目前针对几丁二糖脱乙酰酶Dac的生产研究主要集中在基因克隆和异源表达上。为了大量获得胞外表达的几丁二糖脱乙酰酶Dac，研究人员往往采用高拷贝质粒游离表达目的基因。通过表达元件的优化，从转录、翻译以及转运等层面提高几丁二糖脱乙酰酶Dac的表达，从而间接提高酶活；通过对酶自身分子结构进行半理性改造，将酶与底物结合关键位点上的氨基酸进行突变，提高与底物的结合能力；对酶自身分子结构的半理性改造，不仅用于提高酶与底物的结合能力，还可以通过改变酶表面电荷来改变最适pH，从而提高酶在特定工业生产环境下的催化性能。

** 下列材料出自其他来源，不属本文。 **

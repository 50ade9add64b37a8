//! Dispatch planning: which groups run, and what happens to each workspace
//!
//! Planning is pure. Every workspace gets its trigger reason and action before
//! a single task starts, so a missing `ciTasks` pipeline is reported for all
//! workspaces at once instead of halfway through a run.

use super::reason::{TriggerFacts, TriggerReason};
use crate::core::error::{GateError, GateResult};
use crate::graph::AffectedResult;
use crate::workspace::{Inventory, Workspace, WorkspaceKind};
use std::collections::BTreeSet;

/// Operator switches for one `ci` invocation
#[derive(Debug, Clone, Copy, Default, PartialEq, Eq)]
pub struct CiOptions {
  pub project_only: bool,
  pub apps_only: bool,
  pub packages_only: bool,
  pub force_full: bool,
  /// Running under CI (`CI=true`)
  pub is_ci: bool,
}

/// Selected groups
#[derive(Debug, Clone, Copy, PartialEq, Eq)]
pub struct Groups {
  pub project: bool,
  pub packages: bool,
  pub apps: bool,
}

impl CiOptions {
  /// The `--*-only` flags select groups (union); none given selects all three
  pub fn groups(&self) -> Groups {
    if !(self.project_only || self.apps_only || self.packages_only) {
      return Groups {
        project: true,
        packages: true,
        apps: true,
      };
    }
    Groups {
      project: self.project_only,
      packages: self.packages_only,
      apps: self.apps_only,
    }
  }

  /// Project tasks are gated separately from workspace change detection
  pub fn runs_project_tasks(&self, system_changed: bool) -> bool {
    self.is_ci || self.force_full || self.project_only || system_changed
  }

  pub fn finish_message(&self) -> &'static str {
    match (self.project_only, self.packages_only, self.apps_only) {
      (true, false, false) => "Project only check finished.",
      (false, true, false) => "Package only check finished.",
      (false, false, true) => "Apps only check finished.",
      _ => "Full CI check finished.",
    }
  }
}

/// What the orchestrator does with one workspace
#[derive(Debug, Clone, Copy, PartialEq, Eq)]
pub enum WorkspaceAction<'a> {
  /// `NoChangeDetected`
  Skip,
  /// A run state, but the workspace opted out via `workspaceStatus`
  SkipInactive,
  /// Run the declared pipeline in order
  Run(&'a [String]),
}

#[derive(Debug, Clone)]
pub struct WorkspacePlan<'a> {
  pub workspace: &'a Workspace,
  pub reason: TriggerReason,
  pub action: WorkspaceAction<'a>,
}

impl WorkspacePlan<'_> {
  pub fn label(&self) -> String {
    workspace_label(self.workspace.kind, &self.workspace.name, self.reason)
  }
}

/// `web - Detected Change`, `Package ui - Detected Change`
pub fn workspace_label(kind: WorkspaceKind, name: &str, reason: TriggerReason) -> String {
  match kind {
    WorkspaceKind::App => format!("{} - {}", name, reason),
    WorkspaceKind::Package => format!("Package {} - {}", name, reason),
  }
}

/// Group title used when nothing in the group runs
pub fn group_title(kind: WorkspaceKind) -> &'static str {
  match kind {
    WorkspaceKind::App => "App",
    WorkspaceKind::Package => "Package",
  }
}

#[derive(Debug, Clone)]
pub struct GroupPlan<'a> {
  pub kind: WorkspaceKind,
  pub workspaces: Vec<WorkspacePlan<'a>>,
}

impl GroupPlan<'_> {
  /// At least one workspace is in a run state
  pub fn has_triggered(&self) -> bool {
    self.workspaces.iter().any(|wp| wp.reason.should_run())
  }
}

/// Everything one `ci` invocation will do
#[derive(Debug, Clone)]
pub struct DispatchPlan<'a> {
  pub groups: Groups,
  pub run_project_tasks: bool,
  pub packages: Option<GroupPlan<'a>>,
  pub apps: Option<GroupPlan<'a>>,
}

/// Decide reasons and actions for every selected workspace.
///
/// Fails with `Contract` listing every active, triggered workspace that has no
/// `ciTasks` pipeline.
pub fn plan<'a>(inventory: &'a Inventory, affected: &AffectedResult, options: &CiOptions) -> GateResult<DispatchPlan<'a>> {
  let groups = options.groups();
  let mut violations = Vec::new();

  let packages = groups
    .packages
    .then(|| plan_group(WorkspaceKind::Package, inventory, affected, options, &mut violations));
  let apps = groups
    .apps
    .then(|| plan_group(WorkspaceKind::App, inventory, affected, options, &mut violations));

  if !violations.is_empty() {
    return Err(GateError::Contract(violations));
  }

  Ok(DispatchPlan {
    groups,
    run_project_tasks: groups.project && options.runs_project_tasks(affected.system_changes),
    packages,
    apps,
  })
}

fn plan_group<'a>(
  kind: WorkspaceKind,
  inventory: &'a Inventory,
  affected: &AffectedResult,
  options: &CiOptions,
  violations: &mut Vec<String>,
) -> GroupPlan<'a> {
  let (all, changed) = match kind {
    WorkspaceKind::App => (&affected.all_apps, &affected.changed_apps),
    WorkspaceKind::Package => (&affected.all_packages, &affected.changed_packages),
  };
  let changed: BTreeSet<&str> = changed.iter().map(String::as_str).collect();
  let via_dependency = match kind {
    WorkspaceKind::App => affected.dependency_apps(),
    WorkspaceKind::Package => BTreeSet::new(),
  };

  let mut workspaces = Vec::new();
  for name in all {
    let Some(workspace) = inventory.get(kind, name) else {
      tracing::warn!("{} {} is in the affected result but not in the inventory", kind, name);
      continue;
    };

    let reason = TriggerReason::decide(TriggerFacts {
      force_full: options.force_full,
      system_changed: affected.system_changes,
      via_dependency: via_dependency.contains(name.as_str()),
      directly_changed: changed.contains(name.as_str()),
    });
    tracing::debug!("{} {}: {:?}", kind, name, reason);

    let action = if !reason.should_run() {
      WorkspaceAction::Skip
    } else if !workspace.is_active() {
      WorkspaceAction::SkipInactive
    } else {
      match workspace.ci_tasks() {
        Some(tasks) if !tasks.is_empty() => WorkspaceAction::Run(tasks),
        _ => {
          violations.push(format!("{} {} has no declared task pipeline (ciTasks)", kind, name));
          WorkspaceAction::Skip
        }
      }
    };

    workspaces.push(WorkspacePlan {
      workspace,
      reason,
      action,
    });
  }

  GroupPlan { kind, workspaces }
}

例如记载于公开号为CN109777761B的中国发明专利中，公开了一种分泌表达几丁二糖脱乙酰酶Dac的工程菌及其构建方法，通过融合表达几丁二糖脱乙酰酶Dac与yncM信号肽，并获得了5’端的非翻译区突变体，发酵60h胞外酶活最高为1548.7U/ml。

但是，枯草芽孢杆菌中一些用于基因表达的高拷贝质粒不稳定,在复制过程中容易形成单链DNA中间体,从而导致蛋白质产量低，这些问题在大规模工业发酵过程中尤为显著。在生产目的蛋白时，游离型表达质粒继代过程中容易丢失，导致了细胞的生产性能不稳定。现如今质粒不稳定已经成为工业化应用实现进程中的一大难题。另一方面枯草芽孢杆菌漫长的发酵周期提升了工业化生产成本。所以需要构建整合型表达菌株，提高工程菌株产酶稳定性，并筛选合适的整合位点，缩短发酵周期。

发明内容

为改善异源蛋白游离表达时在继代过程中易丢失，细胞生产性能不稳定的现状，本发明通过基因组整合提供了一种稳定高效持续表达几丁二糖脱乙酰酶Dac的重组工程菌株及其构建方法；为解决枯草芽孢杆菌发酵周期长，工业化生产成本投入高的问题，本发明通过CRISPER/Cpf1基因编辑手段，缩短发酵周期，提供了一种提前稳定表达几丁二糖脱乙酰酶Dac的重组工程菌株及其构建方法。

本发明提供了一种几丁二糖脱乙酰酶Dac表达框，所述表达框的核苷酸序列如SEQID NO.1所示。

在本发明的一种实施方式中，所述的几丁二糖脱乙酰酶Dac表达框包含优化后的启动子p43、核糖体结合位点RBS₁，信号肽突变体NprB₅以及几丁二糖脱乙酰酶Dac基因。

本发明还提供了一种重组载体，所述重组载体包含了上述几丁二糖脱乙酰酶Dac表达框。

在本发明的一种实施方式中，所述重组载体以pP43NMK质粒为表达载体。